The supplier shall be responsible for flow down of the requirements and provisions of the Pos-T-Vac Medical purchase order applicable to the supplier’s sub-contractors. Additionally, the supplier shall comply with special processor requirements when imposed (e.g. – NADCAP, AMS, Customer approvals, etc.).
During the performance of this purchase order, your Quality Assurance or Inspection and Manufacturing process are subject to review, verification and analysis by Pos-T-Vac Medical, Pos-T-Vac Medical customers, and/or Government/Regulatory Agency representative(s). This requirement is applicable to your facilities where Pos-T-Vac Medical products and services are processed as well as your sub-tier’s facilities. This ‘Right of Access’ must be flowed down to the sub-tiers that you utilize in performance of the contract.

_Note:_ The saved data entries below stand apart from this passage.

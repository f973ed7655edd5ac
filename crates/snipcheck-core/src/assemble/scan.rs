//! Lightweight lexical scanner for C-family snippet bodies.
//!
//! The scanner knows just enough about the checked language to find
//! identifiers and delimiters: it skips comments, string, template and
//! regular-expression literals, and follows `${ ... }` template holes.
//! It never interprets the program.

use serde::Serialize;

/// Kind of a scanned token.
#[derive(Debug, Clone, Copy, PartialEq, Eq)]
pub enum ScanKind {
    Ident,
    Punct(char),
    Literal,
}

/// A scanned token with its 1-indexed position.
#[derive(Debug, Clone, Copy, PartialEq, Eq)]
pub struct ScanToken<'a> {
    pub kind: ScanKind,
    pub text: &'a str,
    pub line: usize,
    pub column: usize,
}

impl ScanToken<'_> {
    pub fn is_ident(&self, text: &str) -> bool {
        self.kind == ScanKind::Ident && self.text == text
    }

    pub fn is_punct(&self, c: char) -> bool {
        self.kind == ScanKind::Punct(c)
    }
}

/// A position-tagged syntax problem in a unit body.
#[derive(Debug, Clone, PartialEq, Eq, Serialize)]
pub struct SyntaxError {
    pub line: usize,
    pub column: usize,
    pub message: String,
}

/// Keywords after which `/` starts a regular expression.
const REGEX_PREFIX_KEYWORDS: &[&str] = &[
    "return", "typeof", "case", "do", "else", "in", "of", "new", "delete", "void", "throw",
    "instanceof", "yield", "await",
];

#[derive(Debug, Clone, Copy)]
struct TemplateFrame {
    /// Open `{` inside the current `${ ... }` hole.
    depth: usize,
    line: usize,
    column: usize,
}

struct Scanner<'a> {
    source: &'a str,
    chars: Vec<(usize, char)>,
    i: usize,
    line: usize,
    column: usize,
    templates: Vec<TemplateFrame>,
    tokens: Vec<ScanToken<'a>>,
}

/// Scan `source` into tokens.
///
/// # Errors
/// Returns the first unterminated comment, string, template or regular
/// expression literal.
pub fn scan(source: &str) -> Result<Vec<ScanToken<'_>>, SyntaxError> {
    let mut scanner = Scanner {
        source,
        chars: source.char_indices().collect(),
        i: 0,
        line: 1,
        column: 1,
        templates: Vec::new(),
        tokens: Vec::new(),
    };
    scanner.run()?;
    Ok(scanner.tokens)
}

impl<'a> Scanner<'a> {
    fn peek(&self, ahead: usize) -> Option<char> {
        self.chars.get(self.i + ahead).map(|&(_, c)| c)
    }

    fn offset(&self) -> usize {
        self.chars
            .get(self.i)
            .map(|&(o, _)| o)
            .unwrap_or(self.source.len())
    }

    fn bump(&mut self) -> Option<char> {
        let c = self.peek(0)?;
        self.i += 1;
        if c == '\n' {
            self.line += 1;
            self.column = 1;
        } else {
            self.column += 1;
        }
        Some(c)
    }

    fn error(&self, line: usize, column: usize, message: &str) -> SyntaxError {
        SyntaxError {
            line,
            column,
            message: message.to_string(),
        }
    }

    fn push(&mut self, kind: ScanKind, start: usize, line: usize, column: usize) {
        let text = &self.source[start..self.offset()];
        self.tokens.push(ScanToken {
            kind,
            text,
            line,
            column,
        });
    }

    fn regex_allowed(&self) -> bool {
        match self.tokens.last() {
            None => true,
            Some(tok) => match tok.kind {
                ScanKind::Punct(c) => !matches!(c, ')' | ']' | '}'),
                ScanKind::Ident => REGEX_PREFIX_KEYWORDS.contains(&tok.text),
                ScanKind::Literal => false,
            },
        }
    }

    fn run(&mut self) -> Result<(), SyntaxError> {
        while let Some(c) = self.peek(0) {
            let (start, line, column) = (self.offset(), self.line, self.column);

            match c {
                c if c.is_whitespace() => {
                    self.bump();
                }
                '/' if self.peek(1) == Some('/') => {
                    while let Some(c) = self.peek(0) {
                        if c == '\n' {
                            break;
                        }
                        self.bump();
                    }
                }
                '/' if self.peek(1) == Some('*') => {
                    self.bump();
                    self.bump();
                    loop {
                        match self.bump() {
                            Some('*') if self.peek(0) == Some('/') => {
                                self.bump();
                                break;
                            }
                            Some(_) => {}
                            None => {
                                return Err(self.error(line, column, "unterminated block comment"));
                            }
                        }
                    }
                }
                '"' | '\'' => {
                    self.bump();
                    loop {
                        match self.bump() {
                            Some('\\') => {
                                self.bump();
                            }
                            Some(q) if q == c => break,
                            Some('\n') | None => {
                                return Err(self.error(line, column, "unterminated string literal"));
                            }
                            Some(_) => {}
                        }
                    }
                    self.push(ScanKind::Literal, start, line, column);
                }
                '`' => {
                    self.bump();
                    self.templates.push(TemplateFrame {
                        depth: 0,
                        line,
                        column,
                    });
                    self.template_chars(start, line, column)?;
                }
                '{' => {
                    if let Some(frame) = self.templates.last_mut() {
                        frame.depth += 1;
                    }
                    self.bump();
                    self.push(ScanKind::Punct('{'), start, line, column);
                }
                '}' if self.templates.last().is_some_and(|f| f.depth == 0) => {
                    // Closes a `${` hole: resume the template text.
                    self.bump();
                    self.template_chars(start, line, column)?;
                }
                '}' => {
                    if let Some(frame) = self.templates.last_mut() {
                        frame.depth -= 1;
                    }
                    self.bump();
                    self.push(ScanKind::Punct('}'), start, line, column);
                }
                '/' if self.regex_allowed() => {
                    self.bump();
                    let mut in_class = false;
                    loop {
                        match self.bump() {
                            Some('\\') => {
                                self.bump();
                            }
                            Some('[') => in_class = true,
                            Some(']') => in_class = false,
                            Some('/') if !in_class => break,
                            Some('\n') | None => {
                                return Err(self.error(
                                    line,
                                    column,
                                    "unterminated regular expression literal",
                                ));
                            }
                            Some(_) => {}
                        }
                    }
                    while self.peek(0).is_some_and(|c| c.is_ascii_alphabetic()) {
                        self.bump();
                    }
                    self.push(ScanKind::Literal, start, line, column);
                }
                c if c.is_ascii_digit() || (c == '.' && self.peek(1).is_some_and(|n| n.is_ascii_digit())) => {
                    let mut prev = c;
                    self.bump();
                    while let Some(n) = self.peek(0) {
                        let exponent_sign = matches!(n, '+' | '-') && matches!(prev, 'e' | 'E');
                        if n.is_ascii_alphanumeric() || n == '.' || n == '_' || exponent_sign {
                            prev = n;
                            self.bump();
                        } else {
                            break;
                        }
                    }
                    self.push(ScanKind::Literal, start, line, column);
                }
                c if c.is_alphabetic() || c == '_' || c == '$' || c == '#' => {
                    self.bump();
                    while self
                        .peek(0)
                        .is_some_and(|n| n.is_alphanumeric() || n == '_' || n == '$')
                    {
                        self.bump();
                    }
                    self.push(ScanKind::Ident, start, line, column);
                }
                other => {
                    self.bump();
                    self.push(ScanKind::Punct(other), start, line, column);
                }
            }
        }

        if let Some(frame) = self.templates.last() {
            return Err(self.error(frame.line, frame.column, "unterminated template literal"));
        }
        Ok(())
    }

    /// Consume template text up to the closing backtick or the next `${`.
    fn template_chars(&mut self, start: usize, line: usize, column: usize) -> Result<(), SyntaxError> {
        loop {
            match self.bump() {
                Some('\\') => {
                    self.bump();
                }
                Some('`') => {
                    self.templates.pop();
                    self.push(ScanKind::Literal, start, line, column);
                    return Ok(());
                }
                Some('$') if self.peek(0) == Some('{') => {
                    self.bump();
                    self.push(ScanKind::Literal, start, line, column);
                    return Ok(());
                }
                Some(_) => {}
                None => {
                    let frame = self.templates.last().copied().unwrap_or(TemplateFrame {
                        depth: 0,
                        line,
                        column,
                    });
                    return Err(self.error(frame.line, frame.column, "unterminated template literal"));
                }
            }
        }
    }
}

#[cfg(test)]
mod tests {
    use super::*;

    fn idents(source: &str) -> Vec<&str> {
        scan(source)
            .unwrap()
            .into_iter()
            .filter(|t| t.kind == ScanKind::Ident)
            .map(|t| t.text)
            .collect()
    }

    #[test]
    fn test_skips_comments_and_strings() {
        let ids = idents("let a = 'b c'; // d e\n/* f */ g(\"h\");");
        assert_eq!(ids, vec!["let", "a", "g"]);
    }

    #[test]
    fn test_template_holes_are_scanned() {
        let ids = idents("const s = `hello ${name.first} and ${ {a: other}.a }`;");
        assert_eq!(ids, vec!["const", "s", "name", "first", "a", "other", "a"]);
    }

    #[test]
    fn test_regex_literal() {
        let tokens = scan("const re = /[(]+\\//g; x = a / b;").unwrap();
        assert!(tokens.iter().any(|t| t.text == "/[(]+\\//g"));
        assert!(tokens.iter().any(|t| t.is_punct('/')));
    }

    #[test]
    fn test_positions() {
        let tokens = scan("a\n  bb").unwrap();
        assert_eq!((tokens[1].line, tokens[1].column), (2, 3));
    }

    #[test]
    fn test_unterminated_literals() {
        let err = scan("let s = 'abc\nnext").unwrap_err();
        assert_eq!((err.line, err.column), (1, 9));
        assert!(err.message.contains("string"));

        let err = scan("x /* never closed").unwrap_err();
        assert!(err.message.contains("comment"));

        let err = scan("const t = `open ${a}").unwrap_err();
        assert!(err.message.contains("template"));
    }
}
//! Ambient declarations prepended to a unit.
//!
//! Lesson snippets routinely use host globals (`console`, `document`) that a
//! bare compilation would reject. For every allow-listed global the body
//! references without declaring it, the preamble adds a `declare const`.
//! Nothing outside the allow-list is ever declared, so genuinely undefined
//! names still surface as diagnostics.

use rustc_hash::FxHashSet;
use serde::Serialize;

use super::scan::{ScanKind, ScanToken};
use crate::profile::AmbientGlobal;

/// Bumped whenever the generated text changes shape. Part of the unit hash.
pub const PREAMBLE_VERSION: u32 = 1;

/// Keywords whose following identifier is a declaration.
const DECLARING_KEYWORDS: &[&str] = &[
    "const",
    "let",
    "var",
    "function",
    "class",
    "interface",
    "type",
    "enum",
    "namespace",
];

/// Generated ambient declarations for one unit.
#[derive(Debug, Clone, PartialEq, Eq, Serialize)]
pub struct Preamble {
    pub version: u32,
    /// Declaration text, one declaration per line.
    pub text: String,
    /// Lines occupied by `text`.
    pub line_count: usize,
    /// Globals declared, in allow-list order.
    pub globals: Vec<String>,
}

impl Default for Preamble {
    fn default() -> Self {
        Self {
            version: PREAMBLE_VERSION,
            text: String::new(),
            line_count: 0,
            globals: Vec::new(),
        }
    }
}

impl Preamble {
    /// Build the preamble for a scanned unit body.
    pub fn build(allowed: &[AmbientGlobal], body: &[ScanToken<'_>]) -> Self {
        let mut referenced: FxHashSet<&str> = FxHashSet::default();
        let mut declared: FxHashSet<&str> = FxHashSet::default();

        let mut i = 0;
        while i < body.len() {
            let tok = &body[i];
            let after_dot = i > 0 && body[i - 1].is_punct('.');

            if tok.kind == ScanKind::Ident && !after_dot {
                if tok.text == "import" {
                    // Every identifier up to `from` or `;` is a binding.
                    let mut j = i + 1;
                    while j < body.len() && !body[j].is_ident("from") && !body[j].is_punct(';') {
                        if body[j].kind == ScanKind::Ident {
                            declared.insert(body[j].text);
                        }
                        j += 1;
                    }
                    i = j;
                    continue;
                }

                if matches!(tok.text, "const" | "let" | "var") {
                    collect_declarators(body, i + 1, &mut declared);
                } else if DECLARING_KEYWORDS.contains(&tok.text) {
                    let mut j = i + 1;
                    if body.get(j).is_some_and(|t| t.is_punct('*')) {
                        j += 1;
                    }
                    if let Some(name) = body.get(j).filter(|t| t.kind == ScanKind::Ident) {
                        declared.insert(name.text);
                    }
                } else {
                    referenced.insert(tok.text);
                }
            }
            i += 1;
        }

        let mut preamble = Self::default();
        for global in allowed {
            let name = global.name.as_str();
            if referenced.contains(name) && !declared.contains(name) {
                preamble
                    .text
                    .push_str(&format!("declare const {name}: {};\n", global.type_annotation));
                preamble.line_count += 1;
                preamble.globals.push(global.name.clone());
            }
        }

        if !preamble.globals.is_empty() {
            tracing::debug!("Preamble declares {}", preamble.globals.join(", "));
        }
        preamble
    }

    pub fn is_empty(&self) -> bool {
        self.line_count == 0
    }
}

/// Record every name bound by the declarator list starting at `start`,
/// e.g. `a = 1, { b, c: [d] } = e`.
fn collect_declarators<'a>(body: &[ScanToken<'a>], start: usize, declared: &mut FxHashSet<&'a str>) {
    let mut j = start;
    while j < body.len() {
        j = collect_pattern(body, j, declared);
        if body.get(j).is_some_and(|t| t.is_punct('=')) {
            j = skip_initializer(body, j + 1);
        }
        if body.get(j).is_some_and(|t| t.is_punct(',')) {
            j += 1;
        } else {
            break;
        }
    }
}

/// Record the names of one binding: an identifier or an object/array
/// destructuring pattern. Returns the index just past it.
fn collect_pattern<'a>(body: &[ScanToken<'a>], start: usize, declared: &mut FxHashSet<&'a str>) -> usize {
    let Some(first) = body.get(start) else {
        return start;
    };
    let close = match first.kind {
        ScanKind::Ident => {
            declared.insert(first.text);
            return start + 1;
        }
        ScanKind::Punct('{') => '}',
        ScanKind::Punct('[') => ']',
        _ => return start,
    };

    let mut j = start + 1;
    while let Some(tok) = body.get(j) {
        match tok.kind {
            ScanKind::Punct(c) if c == close => return j + 1,
            ScanKind::Punct('{') | ScanKind::Punct('[') => j = collect_pattern(body, j, declared),
            // Default value.
            ScanKind::Punct('=') => j = skip_initializer(body, j + 1),
            ScanKind::Ident if body.get(j + 1).is_some_and(|t| t.is_punct(':')) => j += 2,
            ScanKind::Ident => {
                declared.insert(tok.text);
                j += 1;
            }
            _ => j += 1,
        }
    }
    j
}

/// Skip an initializer expression up to the `,`, `;` or closing delimiter
/// that ends it at its own nesting level. A line break between a complete
/// operand and an identifier also ends it.
fn skip_initializer(body: &[ScanToken<'_>], start: usize) -> usize {
    let mut depth = 0usize;
    let mut j = start;
    while let Some(tok) = body.get(j) {
        match tok.kind {
            ScanKind::Punct('(' | '[' | '{') => depth += 1,
            ScanKind::Punct(')' | ']' | '}') => {
                if depth == 0 {
                    return j;
                }
                depth -= 1;
            }
            ScanKind::Punct(',' | ';') if depth == 0 => return j,
            ScanKind::Ident | ScanKind::Literal if depth == 0 && j > start => {
                let prev = &body[j - 1];
                let ends_operand = matches!(
                    prev.kind,
                    ScanKind::Ident | ScanKind::Literal | ScanKind::Punct(')' | ']' | '}')
                );
                if prev.line < tok.line && ends_operand {
                    return j;
                }
            }
            _ => {}
        }
        j += 1;
    }
    j
}

#[cfg(test)]
mod tests {
    use super::*;
    use crate::assemble::scan::scan;

    fn globals(names: &[&str]) -> Vec<AmbientGlobal> {
        names
            .iter()
            .map(|n| AmbientGlobal {
                name: n.to_string(),
                type_annotation: "any".into(),
            })
            .collect()
    }

    #[test]
    fn test_declares_referenced_globals_only() {
        let body = "console.log(document.title);\n";
        let tokens = scan(body).unwrap();
        let preamble = Preamble::build(&globals(&["console", "window", "document"]), &tokens);

        assert_eq!(preamble.globals, vec!["console", "document"]);
        assert_eq!(
            preamble.text,
            "declare const console: any;\ndeclare const document: any;\n"
        );
        assert_eq!(preamble.line_count, 2);
    }

    #[test]
    fn test_never_declares_outside_allow_list() {
        let tokens = scan("undefinedThing();\n").unwrap();
        let preamble = Preamble::build(&globals(&["console"]), &tokens);
        assert!(preamble.is_empty());
        assert!(preamble.text.is_empty());
    }

    #[test]
    fn test_skips_locally_declared_and_member_names() {
        let body = "const console = { log() {} };\nimport { fetch } from './http';\nfoo.window = 1;\n";
        let tokens = scan(body).unwrap();
        let preamble = Preamble::build(&globals(&["console", "fetch", "window"]), &tokens);
        assert!(preamble.is_empty());
    }

    #[test]
    fn test_destructured_names_are_declarations() {
        let body = "const props = { document: 1, w: [2] };\nconst { document, w: [window] } = props;\n\
                    let [fetch = () => 0, ...rest] = [];\nconsole.log(document, window, fetch, rest);\n";
        let tokens = scan(body).unwrap();
        let preamble = Preamble::build(&globals(&["console", "document", "window", "fetch"]), &tokens);
        assert_eq!(preamble.globals, vec!["console"]);
    }

    #[test]
    fn test_declarator_lists_and_initializers() {
        let body = "let a = f(document, 1), window = 2\nlocation.reload();\n";
        let tokens = scan(body).unwrap();
        let preamble = Preamble::build(&globals(&["document", "window", "location"]), &tokens);
        assert_eq!(preamble.globals, vec!["document", "location"]);
    }

    #[test]
    fn test_uses_configured_type() {
        let allowed = vec![AmbientGlobal {
            name: "process".into(),
            type_annotation: "{ env: Record<string, string> }".into(),
        }];
        let tokens = scan("process.env.HOME;").unwrap();
        let preamble = Preamble::build(&allowed, &tokens);
        assert_eq!(
            preamble.text,
            "declare const process: { env: Record<string, string> };\n"
        );
    }
}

The supplier shall notify Pos-T-Vac Medical of non-conforming material. Requests for any departures from drawings, specifications, or other purchase order requirements must be submitted for consideration by Pos-T-Vac Medical in writing. Pos-T-Vac Medical will in turn either approve or deny approval of the request in writing. Non-conforming material may NOT be shipped to Pos-T-Vac Medical without such written approval. Non-conforming material shipped on an approved non-conformance must be accompanied by a copy of the signed Pos-T-Vac Medical approval document.
The Supplier shall maintain adequate records of all aspects of the fulfillment of the purchase order for a period of not less than ten (10) years from the closing of the purchase order unless stated otherwise on the purchase order.
Any changes to the product, process, suppliers, or facility that could impact ability of product to meet Pos-T-Vac Medicals requirements must be communicated to Pos-T-Vac Medical.